▸ Exercise directions:
What is the count of lines in the data that hold the string "format"? State the number alone.
Record set below:
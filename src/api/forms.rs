use std::collections::HashMap;

use axum::{
    extract::{Form, Path, State},
    http::StatusCode,
    response::{Html, IntoResponse, Response},
    Json,
};
use uuid::Uuid;

use crate::api::errors::ApiError;
use crate::api::guards::CurrentTeacher;
use crate::api::validation;
use crate::core::state::AppState;
use crate::core::time::primitive_now_utc;
use crate::db::models::AssessmentQuestion;
use crate::repositories;
use crate::schemas::form::{FormCreate, FormCreated};
use crate::services::form_render;
use crate::services::form_tokens;
use crate::services::grading::{self, SubmittedAnswer};

pub(crate) const ANONYMOUS_STUDENT_NAME: &str = "Anônimo";

/// Public endpoints answer a browser, not an API client: every failure is
/// a terse human-readable page with no internal detail.
pub(crate) struct FormPageError {
    status: StatusCode,
    message: &'static str,
}

impl FormPageError {
    fn link_not_found() -> Self {
        Self { status: StatusCode::NOT_FOUND, message: "Formulário não encontrado." }
    }

    fn assessment_incomplete() -> Self {
        Self {
            status: StatusCode::CONFLICT,
            message: "Esta prova ainda não está pronta para receber respostas.",
        }
    }

    fn incomplete_submission() -> Self {
        Self {
            status: StatusCode::BAD_REQUEST,
            message: "Responda todas as questões antes de enviar.",
        }
    }

    fn internal(err: impl std::fmt::Display, context: &str) -> Self {
        tracing::error!(error = %err, "{context}");
        Self {
            status: StatusCode::INTERNAL_SERVER_ERROR,
            message: "Algo deu errado. Tente novamente mais tarde.",
        }
    }
}

impl IntoResponse for FormPageError {
    fn into_response(self) -> Response {
        let title = if self.status.is_server_error() { "Erro" } else { "Ops" };
        (self.status, Html(form_render::render_message_page(title, self.message)))
            .into_response()
    }
}

pub(crate) async fn create_form(
    CurrentTeacher(_teacher): CurrentTeacher,
    State(state): State<AppState>,
    Json(payload): Json<FormCreate>,
) -> Result<(StatusCode, Json<FormCreated>), ApiError> {
    let assessment = repositories::assessments::find_by_id(state.db(), &payload.assessment_id)
        .await
        .map_err(|e| ApiError::internal(e, "Failed to fetch assessment"))?
        .ok_or_else(|| ApiError::NotFound("Assessment not found".to_string()))?;

    let token = form_tokens::generate_form_token();
    let title = payload
        .title
        .as_deref()
        .map(str::trim)
        .filter(|title| !title.is_empty())
        .unwrap_or(&assessment.name);

    let form = repositories::forms::create(
        state.db(),
        repositories::forms::CreateForm {
            id: &Uuid::new_v4().to_string(),
            token: &token,
            assessment_id: &assessment.id,
            title,
            description: payload.description.as_deref(),
            require_name: payload.require_name,
            created_at: primitive_now_utc(),
        },
    )
    .await
    .map_err(|e| ApiError::internal(e, "Failed to create form"))?;

    let url = form_tokens::form_url(&state.settings().api().public_base_url, &form.token);

    tracing::info!(assessment_id = %form.assessment_id, form_id = %form.id, "Form link minted");

    Ok((StatusCode::CREATED, Json(FormCreated { id: form.id, token: form.token, url })))
}

pub(crate) async fn show_form(
    Path(token): Path<String>,
    State(state): State<AppState>,
) -> Result<Html<String>, FormPageError> {
    let form = repositories::forms::find_by_token(state.db(), &token)
        .await
        .map_err(|e| FormPageError::internal(e, "Failed to fetch form"))?
        .ok_or_else(FormPageError::link_not_found)?;

    let assessment = repositories::assessments::find_by_id(state.db(), &form.assessment_id)
        .await
        .map_err(|e| FormPageError::internal(e, "Failed to fetch assessment"))?
        .ok_or_else(FormPageError::link_not_found)?;

    // A form is never shown before the assessment can actually be graded.
    let key = repositories::answer_keys::latest_for_assessment(state.db(), &assessment.id)
        .await
        .map_err(|e| FormPageError::internal(e, "Failed to fetch answer key"))?;
    if key.is_none() {
        return Err(FormPageError::assessment_incomplete());
    }

    Ok(Html(form_render::render_form_page(&form, &assessment)))
}

pub(crate) async fn submit_form(
    Path(token): Path<String>,
    State(state): State<AppState>,
    Form(fields): Form<HashMap<String, String>>,
) -> Result<Html<String>, FormPageError> {
    let form = repositories::forms::find_by_token(state.db(), &token)
        .await
        .map_err(|e| FormPageError::internal(e, "Failed to fetch form"))?
        .ok_or_else(FormPageError::link_not_found)?;

    let assessment = repositories::assessments::find_by_id(state.db(), &form.assessment_id)
        .await
        .map_err(|e| FormPageError::internal(e, "Failed to fetch assessment"))?
        .ok_or_else(FormPageError::link_not_found)?;

    let key = repositories::answer_keys::latest_for_assessment(state.db(), &assessment.id)
        .await
        .map_err(|e| FormPageError::internal(e, "Failed to fetch answer key"))?
        .ok_or_else(FormPageError::assessment_incomplete)?;

    let submitted = extract_submitted_answers(&fields, &assessment.questions.0);

    // The public flow demands full completion, unlike the authenticated API.
    if submitted.iter().any(|answer| answer.answer.is_empty()) {
        return Err(FormPageError::incomplete_submission());
    }

    let student_name = resolve_student_name(fields.get("student_name").map(String::as_str));
    let graded = grading::grade(submitted, &key.answers.0);

    let submission = repositories::submissions::create(
        state.db(),
        repositories::submissions::CreateSubmission {
            id: &Uuid::new_v4().to_string(),
            assessment_id: &assessment.id,
            student_name: &student_name,
            identity_id: None,
            answers: graded,
            created_at: primitive_now_utc(),
        },
    )
    .await
    .map_err(|e| FormPageError::internal(e, "Failed to store submission"))?;

    tracing::info!(
        assessment_id = %submission.assessment_id,
        submission_id = %submission.id,
        "Anonymous submission graded and stored"
    );

    Ok(Html(form_render::render_message_page(
        "Respostas enviadas",
        &format!("Obrigado, {student_name}! Suas respostas foram registradas."),
    )))
}

/// One answer per question, looked up by its `q{number}` field. Missing or
/// out-of-range values normalize to the empty string rather than erroring.
fn extract_submitted_answers(
    fields: &HashMap<String, String>,
    questions: &[AssessmentQuestion],
) -> Vec<SubmittedAnswer> {
    questions
        .iter()
        .map(|question| {
            let raw = fields
                .get(&format!("q{}", question.number))
                .map(|value| value.trim().to_ascii_uppercase())
                .unwrap_or_default();
            let answer = if validation::is_answer_choice(&raw) { raw } else { String::new() };

            SubmittedAnswer {
                question_number: question.number,
                answer,
                subject: question.subject.clone(),
            }
        })
        .collect()
}

fn resolve_student_name(raw: Option<&str>) -> String {
    let collapsed = raw.map(validation::collapse_whitespace).unwrap_or_default();
    if collapsed.is_empty() {
        ANONYMOUS_STUDENT_NAME.to_string()
    } else {
        collapsed
    }
}

#[cfg(test)]
mod tests {
    use super::*;

    fn questions(subjects: &[(i32, &str)]) -> Vec<AssessmentQuestion> {
        subjects
            .iter()
            .map(|(number, subject)| AssessmentQuestion {
                number: *number,
                subject: subject.to_string(),
            })
            .collect()
    }

    #[test]
    fn extracts_one_answer_per_question() {
        let mut fields = HashMap::new();
        fields.insert("q1".to_string(), "a".to_string());
        fields.insert("q2".to_string(), " B ".to_string());
        fields.insert("unrelated".to_string(), "C".to_string());

        let extracted =
            extract_submitted_answers(&fields, &questions(&[(1, "Física"), (2, "Física")]));

        assert_eq!(extracted.len(), 2);
        assert_eq!(extracted[0].answer, "A");
        assert_eq!(extracted[1].answer, "B");
        assert_eq!(extracted[0].subject, "Física");
    }

    #[test]
    fn missing_or_out_of_range_answers_become_empty() {
        let mut fields = HashMap::new();
        fields.insert("q1".to_string(), "F".to_string());

        let extracted =
            extract_submitted_answers(&fields, &questions(&[(1, "Física"), (2, "Química")]));

        assert_eq!(extracted[0].answer, "");
        assert_eq!(extracted[1].answer, "");
    }

    #[test]
    fn student_name_defaults_to_anonymous() {
        assert_eq!(resolve_student_name(None), ANONYMOUS_STUDENT_NAME);
        assert_eq!(resolve_student_name(Some("   ")), ANONYMOUS_STUDENT_NAME);
        assert_eq!(resolve_student_name(Some(" João  da Silva ")), "João da Silva");
    }
}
End of Record set.
▸ Reply:
2